---------- Data provided ----------

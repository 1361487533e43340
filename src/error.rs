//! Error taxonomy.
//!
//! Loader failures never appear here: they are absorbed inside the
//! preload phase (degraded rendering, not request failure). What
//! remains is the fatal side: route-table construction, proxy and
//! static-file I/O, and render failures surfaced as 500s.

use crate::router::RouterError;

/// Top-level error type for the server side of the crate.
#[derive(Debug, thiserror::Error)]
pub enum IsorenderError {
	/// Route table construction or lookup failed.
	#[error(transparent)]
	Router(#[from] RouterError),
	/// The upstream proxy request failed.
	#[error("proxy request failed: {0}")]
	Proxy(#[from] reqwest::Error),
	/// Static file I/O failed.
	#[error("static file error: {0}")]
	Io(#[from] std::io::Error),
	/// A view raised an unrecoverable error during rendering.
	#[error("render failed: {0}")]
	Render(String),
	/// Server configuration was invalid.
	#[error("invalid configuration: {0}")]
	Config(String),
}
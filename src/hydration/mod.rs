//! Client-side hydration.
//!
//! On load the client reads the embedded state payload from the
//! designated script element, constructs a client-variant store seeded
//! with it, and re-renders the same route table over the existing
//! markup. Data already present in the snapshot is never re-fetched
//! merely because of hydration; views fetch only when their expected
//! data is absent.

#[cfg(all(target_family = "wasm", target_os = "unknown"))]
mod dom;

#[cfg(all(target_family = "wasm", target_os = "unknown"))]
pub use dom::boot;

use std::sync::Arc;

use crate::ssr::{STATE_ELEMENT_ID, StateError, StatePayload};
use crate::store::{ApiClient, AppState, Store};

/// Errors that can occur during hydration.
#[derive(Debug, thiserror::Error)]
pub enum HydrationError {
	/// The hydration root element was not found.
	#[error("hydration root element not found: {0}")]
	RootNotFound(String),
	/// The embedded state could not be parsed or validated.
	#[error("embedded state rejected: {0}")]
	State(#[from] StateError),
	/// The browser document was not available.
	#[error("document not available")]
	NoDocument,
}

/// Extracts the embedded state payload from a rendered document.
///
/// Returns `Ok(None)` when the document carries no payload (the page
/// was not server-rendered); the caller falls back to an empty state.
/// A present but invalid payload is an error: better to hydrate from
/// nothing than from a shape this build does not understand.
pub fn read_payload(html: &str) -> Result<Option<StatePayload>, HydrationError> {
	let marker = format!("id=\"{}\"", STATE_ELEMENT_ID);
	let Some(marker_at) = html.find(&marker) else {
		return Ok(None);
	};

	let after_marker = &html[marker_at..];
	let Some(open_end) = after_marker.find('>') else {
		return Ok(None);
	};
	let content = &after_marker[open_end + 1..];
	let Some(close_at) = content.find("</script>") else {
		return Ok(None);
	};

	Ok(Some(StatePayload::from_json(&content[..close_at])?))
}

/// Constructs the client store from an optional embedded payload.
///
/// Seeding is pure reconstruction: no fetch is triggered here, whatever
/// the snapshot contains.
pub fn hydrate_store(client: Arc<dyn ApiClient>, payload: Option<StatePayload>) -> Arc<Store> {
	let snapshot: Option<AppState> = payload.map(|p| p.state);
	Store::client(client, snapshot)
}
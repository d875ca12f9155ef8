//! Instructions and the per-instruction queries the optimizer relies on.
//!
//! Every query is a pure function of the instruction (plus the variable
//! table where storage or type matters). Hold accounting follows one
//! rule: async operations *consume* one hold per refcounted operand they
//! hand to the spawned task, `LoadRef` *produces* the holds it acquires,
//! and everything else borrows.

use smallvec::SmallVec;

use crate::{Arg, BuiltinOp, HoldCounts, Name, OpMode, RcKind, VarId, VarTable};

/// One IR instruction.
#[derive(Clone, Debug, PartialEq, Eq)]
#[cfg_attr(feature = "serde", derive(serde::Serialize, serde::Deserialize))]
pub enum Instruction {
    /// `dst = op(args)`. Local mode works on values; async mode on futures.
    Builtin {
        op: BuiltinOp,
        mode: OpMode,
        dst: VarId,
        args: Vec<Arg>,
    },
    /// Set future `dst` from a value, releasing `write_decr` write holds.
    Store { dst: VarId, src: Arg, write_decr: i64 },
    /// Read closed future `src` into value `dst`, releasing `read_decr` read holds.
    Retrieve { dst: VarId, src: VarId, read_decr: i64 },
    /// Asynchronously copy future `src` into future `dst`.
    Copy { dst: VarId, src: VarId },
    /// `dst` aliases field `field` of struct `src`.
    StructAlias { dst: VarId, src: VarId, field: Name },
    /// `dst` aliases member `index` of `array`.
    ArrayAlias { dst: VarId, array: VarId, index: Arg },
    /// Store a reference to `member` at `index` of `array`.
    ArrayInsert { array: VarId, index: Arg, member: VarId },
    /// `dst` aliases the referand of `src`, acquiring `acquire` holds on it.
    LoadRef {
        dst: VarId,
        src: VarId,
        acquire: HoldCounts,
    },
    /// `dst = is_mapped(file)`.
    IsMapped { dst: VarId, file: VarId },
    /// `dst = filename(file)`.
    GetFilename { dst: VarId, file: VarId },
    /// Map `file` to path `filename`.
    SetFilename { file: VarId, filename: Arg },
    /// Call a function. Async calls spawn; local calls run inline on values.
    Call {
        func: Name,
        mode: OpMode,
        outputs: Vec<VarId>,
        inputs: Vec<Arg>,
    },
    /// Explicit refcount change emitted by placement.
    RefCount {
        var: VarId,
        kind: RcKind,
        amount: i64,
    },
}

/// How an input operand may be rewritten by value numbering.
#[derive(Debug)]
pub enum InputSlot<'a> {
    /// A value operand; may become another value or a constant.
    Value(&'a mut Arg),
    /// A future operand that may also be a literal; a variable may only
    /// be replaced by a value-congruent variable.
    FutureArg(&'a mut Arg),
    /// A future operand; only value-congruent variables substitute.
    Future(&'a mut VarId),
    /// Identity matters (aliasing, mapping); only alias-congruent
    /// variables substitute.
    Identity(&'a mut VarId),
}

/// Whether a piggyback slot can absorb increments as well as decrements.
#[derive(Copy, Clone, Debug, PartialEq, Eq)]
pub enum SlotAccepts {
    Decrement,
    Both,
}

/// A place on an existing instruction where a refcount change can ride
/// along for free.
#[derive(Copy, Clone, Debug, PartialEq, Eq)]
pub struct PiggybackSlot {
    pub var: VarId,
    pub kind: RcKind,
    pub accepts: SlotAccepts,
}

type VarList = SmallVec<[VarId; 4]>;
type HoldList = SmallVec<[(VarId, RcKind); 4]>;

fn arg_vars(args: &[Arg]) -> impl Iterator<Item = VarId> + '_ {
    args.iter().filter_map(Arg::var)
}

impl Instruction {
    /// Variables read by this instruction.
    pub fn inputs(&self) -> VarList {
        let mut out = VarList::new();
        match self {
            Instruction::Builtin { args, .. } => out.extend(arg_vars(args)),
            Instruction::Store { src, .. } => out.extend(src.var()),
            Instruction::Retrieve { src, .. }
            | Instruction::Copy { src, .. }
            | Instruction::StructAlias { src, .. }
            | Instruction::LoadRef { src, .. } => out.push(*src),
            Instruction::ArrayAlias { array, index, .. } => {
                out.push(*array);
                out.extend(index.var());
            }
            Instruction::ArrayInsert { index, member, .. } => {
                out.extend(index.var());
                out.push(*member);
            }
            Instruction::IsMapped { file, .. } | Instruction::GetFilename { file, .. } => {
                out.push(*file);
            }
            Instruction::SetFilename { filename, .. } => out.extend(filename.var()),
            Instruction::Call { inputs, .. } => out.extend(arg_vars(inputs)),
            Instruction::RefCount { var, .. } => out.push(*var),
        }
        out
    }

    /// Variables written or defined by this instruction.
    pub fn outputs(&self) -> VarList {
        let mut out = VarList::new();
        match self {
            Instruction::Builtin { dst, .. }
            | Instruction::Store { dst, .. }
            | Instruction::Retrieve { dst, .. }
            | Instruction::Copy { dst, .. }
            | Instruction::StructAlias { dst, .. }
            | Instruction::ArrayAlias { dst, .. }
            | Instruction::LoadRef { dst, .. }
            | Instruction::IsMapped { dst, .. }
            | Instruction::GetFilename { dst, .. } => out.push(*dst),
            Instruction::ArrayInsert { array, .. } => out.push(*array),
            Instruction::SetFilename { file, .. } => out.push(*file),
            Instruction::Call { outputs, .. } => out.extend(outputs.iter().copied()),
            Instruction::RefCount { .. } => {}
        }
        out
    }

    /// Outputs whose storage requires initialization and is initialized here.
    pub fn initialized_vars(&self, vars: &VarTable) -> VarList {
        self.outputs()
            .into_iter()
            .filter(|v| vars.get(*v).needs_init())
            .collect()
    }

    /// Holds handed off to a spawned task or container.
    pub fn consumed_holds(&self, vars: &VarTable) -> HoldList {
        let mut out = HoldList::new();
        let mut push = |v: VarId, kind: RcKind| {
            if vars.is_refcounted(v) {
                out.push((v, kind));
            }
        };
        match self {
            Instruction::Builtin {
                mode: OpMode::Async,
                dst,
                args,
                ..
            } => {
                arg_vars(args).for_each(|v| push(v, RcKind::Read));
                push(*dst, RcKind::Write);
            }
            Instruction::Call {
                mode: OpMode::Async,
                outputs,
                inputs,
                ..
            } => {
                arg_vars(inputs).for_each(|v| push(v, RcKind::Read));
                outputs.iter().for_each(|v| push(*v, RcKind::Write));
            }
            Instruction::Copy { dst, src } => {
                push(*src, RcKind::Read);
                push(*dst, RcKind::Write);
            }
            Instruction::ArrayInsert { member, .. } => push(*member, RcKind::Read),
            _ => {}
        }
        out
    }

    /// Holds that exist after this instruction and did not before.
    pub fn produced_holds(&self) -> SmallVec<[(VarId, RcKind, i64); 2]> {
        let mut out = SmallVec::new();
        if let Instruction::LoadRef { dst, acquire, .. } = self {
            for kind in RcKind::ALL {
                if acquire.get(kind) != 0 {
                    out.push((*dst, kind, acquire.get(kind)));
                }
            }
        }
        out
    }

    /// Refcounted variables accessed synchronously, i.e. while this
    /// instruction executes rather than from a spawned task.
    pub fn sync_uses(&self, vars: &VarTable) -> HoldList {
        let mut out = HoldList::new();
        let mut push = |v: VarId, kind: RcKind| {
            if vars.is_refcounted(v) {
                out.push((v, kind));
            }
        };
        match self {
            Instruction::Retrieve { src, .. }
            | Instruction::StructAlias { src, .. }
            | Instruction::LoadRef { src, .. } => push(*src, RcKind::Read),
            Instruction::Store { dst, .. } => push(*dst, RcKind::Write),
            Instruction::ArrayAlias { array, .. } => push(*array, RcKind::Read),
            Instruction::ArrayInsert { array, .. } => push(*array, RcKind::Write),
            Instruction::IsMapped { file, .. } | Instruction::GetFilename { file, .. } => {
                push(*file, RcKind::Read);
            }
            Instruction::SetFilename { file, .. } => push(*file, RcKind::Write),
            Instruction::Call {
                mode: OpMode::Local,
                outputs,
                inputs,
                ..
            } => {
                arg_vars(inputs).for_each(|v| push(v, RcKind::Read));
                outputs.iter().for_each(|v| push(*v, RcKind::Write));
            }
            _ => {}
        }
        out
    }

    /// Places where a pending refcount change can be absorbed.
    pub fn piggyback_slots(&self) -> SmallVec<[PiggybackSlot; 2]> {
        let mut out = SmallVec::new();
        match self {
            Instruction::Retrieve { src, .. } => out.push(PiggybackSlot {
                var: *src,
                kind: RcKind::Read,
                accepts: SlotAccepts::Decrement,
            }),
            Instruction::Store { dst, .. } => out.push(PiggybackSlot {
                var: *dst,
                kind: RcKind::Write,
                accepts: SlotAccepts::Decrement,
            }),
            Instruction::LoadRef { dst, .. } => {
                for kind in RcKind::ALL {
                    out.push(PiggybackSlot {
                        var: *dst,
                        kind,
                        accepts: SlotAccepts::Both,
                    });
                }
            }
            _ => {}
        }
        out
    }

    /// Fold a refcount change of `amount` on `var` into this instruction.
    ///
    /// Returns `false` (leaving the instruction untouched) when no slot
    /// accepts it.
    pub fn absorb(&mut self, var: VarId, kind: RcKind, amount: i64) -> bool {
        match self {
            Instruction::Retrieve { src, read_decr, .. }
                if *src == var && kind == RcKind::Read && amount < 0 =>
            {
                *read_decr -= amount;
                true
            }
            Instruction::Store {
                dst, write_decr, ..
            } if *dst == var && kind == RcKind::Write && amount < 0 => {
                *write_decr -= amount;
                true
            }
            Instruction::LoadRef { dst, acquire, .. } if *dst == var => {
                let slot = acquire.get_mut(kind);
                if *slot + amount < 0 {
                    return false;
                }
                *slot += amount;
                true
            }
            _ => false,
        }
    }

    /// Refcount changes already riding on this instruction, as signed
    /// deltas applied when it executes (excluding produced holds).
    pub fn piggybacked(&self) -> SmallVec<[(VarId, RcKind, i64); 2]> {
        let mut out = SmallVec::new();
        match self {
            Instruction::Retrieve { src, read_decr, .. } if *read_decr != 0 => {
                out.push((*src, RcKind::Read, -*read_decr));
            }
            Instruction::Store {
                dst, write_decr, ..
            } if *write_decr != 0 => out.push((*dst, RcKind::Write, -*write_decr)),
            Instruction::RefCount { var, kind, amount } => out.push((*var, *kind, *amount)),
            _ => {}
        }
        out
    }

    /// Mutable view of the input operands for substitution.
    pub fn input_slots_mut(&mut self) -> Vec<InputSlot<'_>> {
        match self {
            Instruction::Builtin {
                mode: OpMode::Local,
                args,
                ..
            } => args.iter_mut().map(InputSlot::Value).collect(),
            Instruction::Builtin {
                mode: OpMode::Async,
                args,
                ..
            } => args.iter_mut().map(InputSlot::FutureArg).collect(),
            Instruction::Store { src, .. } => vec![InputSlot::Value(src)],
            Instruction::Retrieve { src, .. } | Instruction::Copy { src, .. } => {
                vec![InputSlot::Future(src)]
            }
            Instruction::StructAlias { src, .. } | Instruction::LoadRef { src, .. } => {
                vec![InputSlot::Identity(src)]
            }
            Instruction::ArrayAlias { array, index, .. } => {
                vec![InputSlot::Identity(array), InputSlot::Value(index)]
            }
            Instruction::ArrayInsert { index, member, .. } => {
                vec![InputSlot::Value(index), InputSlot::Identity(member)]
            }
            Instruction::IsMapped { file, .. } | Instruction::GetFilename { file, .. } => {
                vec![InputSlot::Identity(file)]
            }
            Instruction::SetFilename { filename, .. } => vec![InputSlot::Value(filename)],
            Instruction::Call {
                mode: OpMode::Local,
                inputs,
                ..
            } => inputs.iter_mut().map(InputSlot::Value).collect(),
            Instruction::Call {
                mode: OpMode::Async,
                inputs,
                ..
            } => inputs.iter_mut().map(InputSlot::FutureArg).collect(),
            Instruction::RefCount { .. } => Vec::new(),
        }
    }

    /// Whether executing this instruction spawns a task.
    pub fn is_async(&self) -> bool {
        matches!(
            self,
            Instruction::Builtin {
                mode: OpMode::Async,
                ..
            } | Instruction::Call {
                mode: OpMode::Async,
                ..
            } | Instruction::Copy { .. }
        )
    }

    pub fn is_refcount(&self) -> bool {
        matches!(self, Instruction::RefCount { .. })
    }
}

----------

• [Problem description]: Exact lines only, please: output the listing from the first line to the line with "payload (the page", both included.

• [Response box]:
repository 1361487533e43340
filename src/error.rs
//! Error taxonomy.
//!
//! Loader failures never appear here: they are absorbed inside the
//! preload phase (degraded rendering, not request failure). What
//! remains is the fatal side: route-table construction, proxy and
//! static-file I/O, and render failures surfaced as 500s.

use crate::router::RouterError;

/// Top-level error type for the server side of the crate.
#[derive(Debug, thiserror::Error)]
pub enum IsorenderError {
	/// Route table construction or lookup failed.
	#[error(transparent)]
	Router(#[from] RouterError),
	/// The upstream proxy request failed.
	#[error("proxy request failed: {0}")]
	Proxy(#[from] reqwest::Error),
	/// Static file I/O failed.
	#[error("static file error: {0}")]
	Io(#[from] std::io::Error),
	/// A view raised an unrecoverable error during rendering.
	#[error("render failed: {0}")]
	Render(String),
	/// Server configuration was invalid.
	#[error("invalid configuration: {0}")]
	Config(String),
}
filename src/hydration/mod.rs
//! Client-side hydration.
//!
//! On load the client reads the embedded state payload from the
//! designated script element, constructs a client-variant store seeded
//! with it, and re-renders the same route table over the existing
//! markup. Data already present in the snapshot is never re-fetched
//! merely because of hydration; views fetch only when their expected
//! data is absent.

#[cfg(all(target_family = "wasm", target_os = "unknown"))]
mod dom;

#[cfg(all(target_family = "wasm", target_os = "unknown"))]
pub use dom::boot;

use std::sync::Arc;

use crate::ssr::{STATE_ELEMENT_ID, StateError, StatePayload};
use crate::store::{ApiClient, AppState, Store};

/// Errors that can occur during hydration.
#[derive(Debug, thiserror::Error)]
pub enum HydrationError {
	/// The hydration root element was not found.
	#[error("hydration root element not found: {0}")]
	RootNotFound(String),
	/// The embedded state could not be parsed or validated.
	#[error("embedded state rejected: {0}")]
	State(#[from] StateError),
	/// The browser document was not available.
	#[error("document not available")]
	NoDocument,
}

/// Extracts the embedded state payload from a rendered document.
///
/// Returns `Ok(None)` when the document carries no payload (the page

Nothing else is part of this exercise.